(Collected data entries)
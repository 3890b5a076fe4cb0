//! Secret store abstraction.

use crate::error::VaultResult;
use crate::secrets::KvVersionMetadata;
use async_trait::async_trait;
use chrono::{DateTime, Utc};
use std::time::Duration;

/// Metadata about a retrieved or written secret.
#[derive(Debug, Clone, PartialEq, Eq)]
pub struct SecretMetadata {
    /// Lease ID for renewable secrets
    pub lease_id: Option<String>,
    /// Time-to-live for the secret
    pub ttl: Duration,
    /// Whether the secret is renewable
    pub renewable: bool,
    /// Version number (for KV v2)
    pub version: Option<u64>,
    /// When this version was written
    pub created_time: Option<DateTime<Utc>>,
}

impl SecretMetadata {
    pub(crate) fn from_version(metadata: &KvVersionMetadata) -> Self {
        Self {
            lease_id: None,
            ttl: Duration::ZERO,
            renewable: false,
            version: Some(metadata.version),
            created_time: DateTime::parse_from_rfc3339(&metadata.created_time)
                .ok()
                .map(|t| t.with_timezone(&Utc)),
        }
    }

    pub(crate) fn with_lease(mut self, lease_id: String, lease_duration: u64, renewable: bool) -> Self {
        self.lease_id = (!lease_id.is_empty()).then_some(lease_id);
        self.ttl = Duration::from_secs(lease_duration);
        self.renewable = renewable;
        self
    }
}

/// Key-value secret store holding one string value per key.
#[async_trait]
pub trait Vault: Send + Sync {
    /// Latest value of `key`, `None` if it does not exist.
    async fn resolve_secret(&self, key: &str) -> VaultResult<Option<String>>;

    /// Write a new version of `key`.
    async fn store_secret(&self, key: &str, value: &str) -> VaultResult<SecretMetadata>;

    /// Delete `key` with all its versions.
    async fn delete_secret(&self, key: &str) -> VaultResult<()>;
}

#[cfg(test)]
mod tests {
    use super::*;

    #[test]
    fn test_metadata_from_version() {
        let metadata = SecretMetadata::from_version(&KvVersionMetadata {
            version: 3,
            created_time: "2024-01-15T10:30:00.000000Z".to_string(),
            deletion_time: String::new(),
            destroyed: false,
        })
        .with_lease(String::new(), 0, false);

        assert_eq!(metadata.version, Some(3));
        assert_eq!(metadata.lease_id, None);
        assert_eq!(
            metadata.created_time.map(|t| t.to_rfc3339()),
            Some("2024-01-15T10:30:00+00:00".to_string())
        );
    }

    #[test]
    fn test_unparseable_created_time() {
        let metadata = SecretMetadata::from_version(&KvVersionMetadata {
            version: 1,
            created_time: String::new(),
            deletion_time: String::new(),
            destroyed: false,
        });
        assert_eq!(metadata.created_time, None);
    }
}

== TASK GOAL ==
All records are to be restated exactly, from the first line to the last line.

== OUTPUT FOR THIS EXERCISE ==
repository 3890b5a076fe4cb0
//! Secret store abstraction.

use crate::error::VaultResult;
use crate::secrets::KvVersionMetadata;
use async_trait::async_trait;
use chrono::{DateTime, Utc};
use std::time::Duration;

/// Metadata about a retrieved or written secret.
#[derive(Debug, Clone, PartialEq, Eq)]
pub struct SecretMetadata {
    /// Lease ID for renewable secrets
    pub lease_id: Option<String>,
    /// Time-to-live for the secret
    pub ttl: Duration,
    /// Whether the secret is renewable
    pub renewable: bool,
    /// Version number (for KV v2)
    pub version: Option<u64>,
    /// When this version was written
    pub created_time: Option<DateTime<Utc>>,
}

impl SecretMetadata {
    pub(crate) fn from_version(metadata: &KvVersionMetadata) -> Self {
        Self {
            lease_id: None,
            ttl: Duration::ZERO,
            renewable: false,
            version: Some(metadata.version),
            created_time: DateTime::parse_from_rfc3339(&metadata.created_time)
                .ok()
                .map(|t| t.with_timezone(&Utc)),
        }
    }

    pub(crate) fn with_lease(mut self, lease_id: String, lease_duration: u64, renewable: bool) -> Self {
        self.lease_id = (!lease_id.is_empty()).then_some(lease_id);
        self.ttl = Duration::from_secs(lease_duration);
        self.renewable = renewable;
        self
    }
}

/// Key-value secret store holding one string value per key.
#[async_trait]
pub trait Vault: Send + Sync {
    /// Latest value of `key`, `None` if it does not exist.
    async fn resolve_secret(&self, key: &str) -> VaultResult<Option<String>>;

    /// Write a new version of `key`.
    async fn store_secret(&self, key: &str, value: &str) -> VaultResult<SecretMetadata>;

    /// Delete `key` with all its versions.
    async fn delete_secret(&self, key: &str) -> VaultResult<()>;
}

#[cfg(test)]
mod tests {
    use super::*;

    #[test]
    fn test_metadata_from_version() {
        let metadata = SecretMetadata::from_version(&KvVersionMetadata {
            version: 3,
            created_time: "2024-01-15T10:30:00.000000Z".to_string(),
            deletion_time: String::new(),
            destroyed: false,
        })
        .with_lease(String::new(), 0, false);

        assert_eq!(metadata.version, Some(3));
        assert_eq!(metadata.lease_id, None);
        assert_eq!(
            metadata.created_time.map(|t| t.to_rfc3339()),
            Some("2024-01-15T10:30:00+00:00".to_string())
        );
    }

    #[test]
    fn test_unparseable_created_time() {
        let metadata = SecretMetadata::from_version(&KvVersionMetadata {
            version: 1,
            created_time: String::new(),
            deletion_time: String::new(),
            destroyed: false,
        });
        assert_eq!(metadata.created_time, None);
    }
}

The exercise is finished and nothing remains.